Your instructions :: Below are the records; count how many of their lines carry "Duration" and give only the number.

Provided entries ::
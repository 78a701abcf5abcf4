//! Worker configuration.

use std::path::PathBuf;
use std::str::FromStr;
use std::time::Duration;

use reframe_media::{FfmpegEncoder, PlannerConfig, SmootherKind};

/// Which subject detector the context constructs.
#[derive(Debug, Clone, Copy, PartialEq, Eq, Default)]
pub enum DetectorKind {
    /// HTTP detection service
    Service,
    /// Built-in single-subject heuristic
    #[default]
    Heuristic,
}

impl FromStr for DetectorKind {
    type Err = String;

    fn from_str(s: &str) -> Result<Self, Self::Err> {
        match s.trim().to_lowercase().as_str() {
            "service" | "http" => Ok(DetectorKind::Service),
            "heuristic" | "center" => Ok(DetectorKind::Heuristic),
            other => Err(format!("Unknown detector: {}", other)),
        }
    }
}

/// Worker configuration.
#[derive(Debug, Clone)]
pub struct WorkerConfig {
    /// Directory for outputs without an explicit path
    pub output_dir: PathBuf,
    /// Whole-request timeout
    pub request_timeout: Duration,
    /// Requests processed at once
    pub max_concurrent_requests: usize,
    pub detector: DetectorKind,
    /// x264 preset for rendered clips
    pub encode_preset: String,
    /// x264 constant rate factor
    pub encode_crf: u8,
    /// Planner tunables
    pub planner: PlannerConfig,
}

impl Default for WorkerConfig {
    fn default() -> Self {
        Self {
            output_dir: PathBuf::from("output"),
            request_timeout: Duration::from_secs(3600), // 1 hour
            max_concurrent_requests: 2,
            detector: DetectorKind::default(),
            encode_preset: "fast".to_string(),
            encode_crf: 20,
            planner: PlannerConfig::default(),
        }
    }
}

fn env_parse<T: FromStr>(key: &str) -> Option<T> {
    std::env::var(key).ok().and_then(|s| s.parse().ok())
}

impl WorkerConfig {
    /// Create config from environment variables.
    pub fn from_env() -> Self {
        let defaults = Self::default();
        let planner = PlannerConfig {
            sample_rate: env_parse("REFRAME_SAMPLE_RATE").unwrap_or(defaults.planner.sample_rate),
            analysis_window: env_parse("REFRAME_ANALYSIS_WINDOW")
                .unwrap_or(defaults.planner.analysis_window),
            clip_window: env_parse("REFRAME_CLIP_WINDOW").unwrap_or(defaults.planner.clip_window),
            smoother: env_parse::<SmootherKind>("REFRAME_SMOOTHER")
                .unwrap_or(defaults.planner.smoother),
            process_variance: env_parse("REFRAME_PROCESS_VARIANCE")
                .unwrap_or(defaults.planner.process_variance),
            measurement_variance: env_parse("REFRAME_MEASUREMENT_VARIANCE")
                .unwrap_or(defaults.planner.measurement_variance),
            detect_concurrency: env_parse("REFRAME_DETECT_CONCURRENCY")
                .unwrap_or(defaults.planner.detect_concurrency),
            analysis_height: env_parse("REFRAME_ANALYSIS_HEIGHT")
                .unwrap_or(defaults.planner.analysis_height),
            ..defaults.planner
        };

        Self {
            output_dir: std::env::var("REFRAME_OUTPUT_DIR")
                .map(PathBuf::from)
                .unwrap_or(defaults.output_dir),
            request_timeout: env_parse("REFRAME_REQUEST_TIMEOUT")
                .map(Duration::from_secs)
                .unwrap_or(defaults.request_timeout),
            max_concurrent_requests: env_parse::<usize>("REFRAME_MAX_CONCURRENT_REQUESTS")
                .unwrap_or(defaults.max_concurrent_requests)
                .max(1),
            detector: env_parse("REFRAME_DETECTOR").unwrap_or(defaults.detector),
            encode_preset: std::env::var("REFRAME_ENCODE_PRESET").unwrap_or(defaults.encode_preset),
            encode_crf: env_parse::<u8>("REFRAME_ENCODE_CRF")
                .unwrap_or(defaults.encode_crf)
                .min(51),
            planner,
        }
    }

    /// Planner config with sampling bounded by the request timeout.
    pub fn planner_config(&self) -> PlannerConfig {
        PlannerConfig {
            sampling_timeout: Some(self.request_timeout),
            ..self.planner.clone()
        }
    }

    /// Apply encoding settings and the request timeout to `encoder`.
    pub fn tune_encoder(&self, encoder: FfmpegEncoder) -> FfmpegEncoder {
        encoder
            .with_preset(self.encode_preset.clone())
            .with_crf(self.encode_crf)
            .with_timeout(self.request_timeout.as_secs())
    }
}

Expected answer :: 4